I had a great afternoon and night last night skyping and talking to my darlin. It was so good to see her. She is so beautiful. Maybe one day she will believe me. We had some great phone sex too...lol...I love to hear her moan and cum. I can't for her to come see me in a few weeks. It still feels so far away. I just want to put my arms around her and kiss her. I miss her touch, her kiss, her smile, her laugh. I miss everything. She has no idea what she does to me. I do love her with everything in me. I went to sleep about 1:15 this morning. I stayed up as long as I could. I was so tired. I slept til 6:30. I will have to lay down again sometime today before work. My back was hurting really bad when I got up. Idk if Ill be able to work tonight. It is really about to get on my last nerve...I go in the morning for the MRI. I really want to know whats going on and what my future is looking like with my back. I have a feeling Im going to be heart broken. Its just doesnt feel like a muscle to me. It feels like it always has....a bulged disc....I will know soon enough. My baby is at work. I have thought about her a lot this morning. Thats nothing unusal. I don't think she ever thinks about me...lol...jk...I can't believe my friends husband died. Thats crazy. Her and their 2 boys are going to be completely lost without Scottie. Its so sad. My phone goes off at Midnight tonight. Gotta try to get me some mins. Ill be glad when I get paid and I can get a $25 card or something. Right now my left leg its hurting. Something is on the nerve in my leg again. This shit is for the birds. I don't like it at all. My sinuses are trying to fuck up today. I hate that too. Snickers chased a fucking tractor down the road this morning and me constantly yelling no snickers. She listens so well. She has gotten in a bad habit of chasing vehicles. Im afraid she will be dead in the road one day if she keeps being stupid.

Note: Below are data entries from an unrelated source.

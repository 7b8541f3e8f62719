//! Endpoint handlers.

use crate::{ApiError, AppState, ChecksumAddress};
use actix_web::web;
use sqlx::postgres::PgConnection;

mod account;
pub(crate) use account::{account_create, account_status};

mod auth;
pub(crate) use auth::{auth_login, auth_logout};

mod contracts;
pub(crate) use contracts::{contracts_erc20, contracts_erc20_demurrage, contracts_pool};

mod otx;
pub(crate) use otx::{account_otx, track_otx};

mod pools;
pub(crate) use pools::{pool_deposit, pool_quote, pool_swap};

mod system;
pub(crate) use system::system_info;

mod tokens;
pub(crate) use tokens::{token_sweep, token_transfer};

/// Short-circuits any movement of a banned token.
fn ensure_allowed_token(
    state: &web::Data<AppState>,
    token: &ChecksumAddress,
) -> Result<(), ApiError> {
    if state.banned_tokens.contains(&token.to_string()) {
        return Err(ApiError::BannedToken(token.to_string()));
    }
    Ok(())
}

/// Rejects intents signed by unknown or not-yet-activated accounts.
async fn ensure_active_account(
    state: &web::Data<AppState>,
    conn: &mut PgConnection,
    account: ChecksumAddress,
) -> Result<(), ApiError> {
    match state.store.check_keypair(conn, *account).await? {
        Some(true) => Ok(()),
        _ => Err(ApiError::AccountMissing(account.to_string())),
    }
}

She will not listen to me when I tell her no...so there is nothing I can do about it. This weekend I am going to move back in my trailer. Ill prolly still come to mommas some because she has internet. Ill have to blog and check face book and skype with CeCe when we can. I swear I feel like I could go back to sleep. The past 5 days and nights have wore me out. My body is sayin wtf are you doing to me. I guess I am gonna go for now but not forever....I love you baby!